We used to visit my grandparents every weekend when I was a child. One of my uncles lived with my grandmother and I used to be daunted by his stern demeanour.
Because of the hot humid weather in Singapore, he rarely wore a shirt around the apartment, revealing the impressive tattoo of dragons dancing amongst clouds that covered his entire back. I found this fascinating and wondered about the story behind it.
Confessions of a Yakuza by Junichi Saga opens with the author describing his first encounter with his new patient, Eiji Ijichi.
An elderly man, tall and solid-shouldered, turned up at my clinic in Tsuchiura, a town about an hour away from Tokyo by train… I got him to strip to the waist. His whole back was covered with a tattoo – a dragon-and-peony design, though the colors had faded with the years, leaving the dragon’s scales pale, like stylized clouds, and its whiskers almost at vanishing point. Even so, the design was striking and, in its way, oddly attractive… I would have liked to photograph it if possible, but I’d never seen the man before in my life, and something about his air of absolute assurance made me hesitate, so in the end I never got around to making the suggestion.

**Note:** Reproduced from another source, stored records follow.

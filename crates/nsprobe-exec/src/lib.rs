//! ---
//! nsp_section: "05-execution-contexts"
//! nsp_subsection: "module"
//! nsp_type: "source"
//! nsp_scope: "code"
//! nsp_description: "Execution context catalog and task dispatchers."
//! nsp_version: "v0.1.0"
//! nsp_owner: "tbd"
//! ---
//! Where probe tasks run.
//!
//! [`ExecutionContext`] is the closed set of strategies a scenario can pick
//! from; [`DispatchTable`] owns one [`Dispatcher`] per context for the length
//! of a harness run.

pub mod context;
pub mod dispatcher;
pub mod pool;
pub mod table;
pub mod ui;

pub use context::ExecutionContext;
pub use dispatcher::{DispatchError, Dispatcher, ImmediateDispatcher, Task};
pub use pool::PoolDispatcher;
pub use table::DispatchTable;
pub use ui::UiDispatchThread;
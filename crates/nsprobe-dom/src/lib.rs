//! ---
//! nsp_section: "04-document-model"
//! nsp_subsection: "module"
//! nsp_type: "source"
//! nsp_scope: "code"
//! nsp_description: "Document model, markup parsing and asynchronous loading."
//! nsp_version: "v0.1.0"
//! nsp_owner: "tbd"
//! ---
//! Read-only document model probed by the harness.
//!
//! Markup is parsed by the servo parsers (`xml5ever` for XML content types,
//! `html5ever` for `text/html`) and flattened into an immutable arena that can
//! be shared across threads behind an `Arc`.

pub mod document;
pub mod error;
pub mod loader;
pub mod parser;

pub use document::{Attribute, Document, DocumentKind, Element, Node, NodeId, NodeKind, NodeList};
pub use error::{DomError, Result};
pub use loader::{DocumentLoader, LoadState};
pub use parser::parse_document;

Originally published in Japanese under the title of Asakusa bakuto ichidai in 1991, this memoir is based on a series of stories told to Saga by Ijichi, a former yakuza boss. Translated into English by John Bester, this was initially published as The Gambler’s Tale: A Life in Japan’s Underworld.
Ijichi was in his seventies and dying when he went to see Saga to help relieve his pain (not to treat his illness). I suppose he had nothing to lose or hide when he recounted his stories to his doctor.
Confessions of a Yakuza provides a candid and vivid account of Ijichi’s life after he arrived in Tokyo in the 1920s and worked for an uncle who was a coal merchant, his initiation into the Dewaya gang which controlled the gambling dens in Asakusa, his military stint in occupied Korea, his experiences in prisons – including a terrifying confinement in the military for planning to desert the army, and the women he got entangled with.
It was fascinating to read about the lives of the yakuza in the early to mid-twentieth century. Back then, the main business of the yakuza was illegal gambling. They were not involved in prostitution, drug trafficking, construction or blackmail, unlike some of the groups in modern-day Japan.
What I appreciated even more about this book was to learn about the lives of those who were poor and outcast, who led downtrodden lives, in Japan.
The descriptions are brutally vivid. Take this memory of a “skid row” in Tokyo in 1920s and the desperate people who stayed in the flophouses:
Don’t get the idea that all the people living there were men: there were women, too. Whores, every one of them – women who used to work in the brothels… then got old or caught the clap and lost their jobs and drifted down the scale till they landed up there. They’d latch onto some man who’d found work and was a bit flush, and sell themselves on a straw mat spread out behind the lumber down by the river. They couldn’t take time off just because they were a bit sick, or they’d got a temperature, or some skin trouble. Nobody helped them. So they went on selling their bodies till they rotted on them.
I enjoyed reading Confessions of a Yakuza and am glad that I picked up this book at a secondhand bookshop. It is not often that one gets such an intimate insight into the world of the yakuza, shedding some light on the code of honour and sense of integrity in these organised crime syndicates.
If you are interested to learn more about the yakuza, Confessions of a Yakuza will be a good start. Odo Yakuza Tokyo photo book by Belgian photographer, Anton Kusters, looks like it would be another interesting reference to these organisations. Is there any other noteworthy literature or film on the yakuza that you would suggest?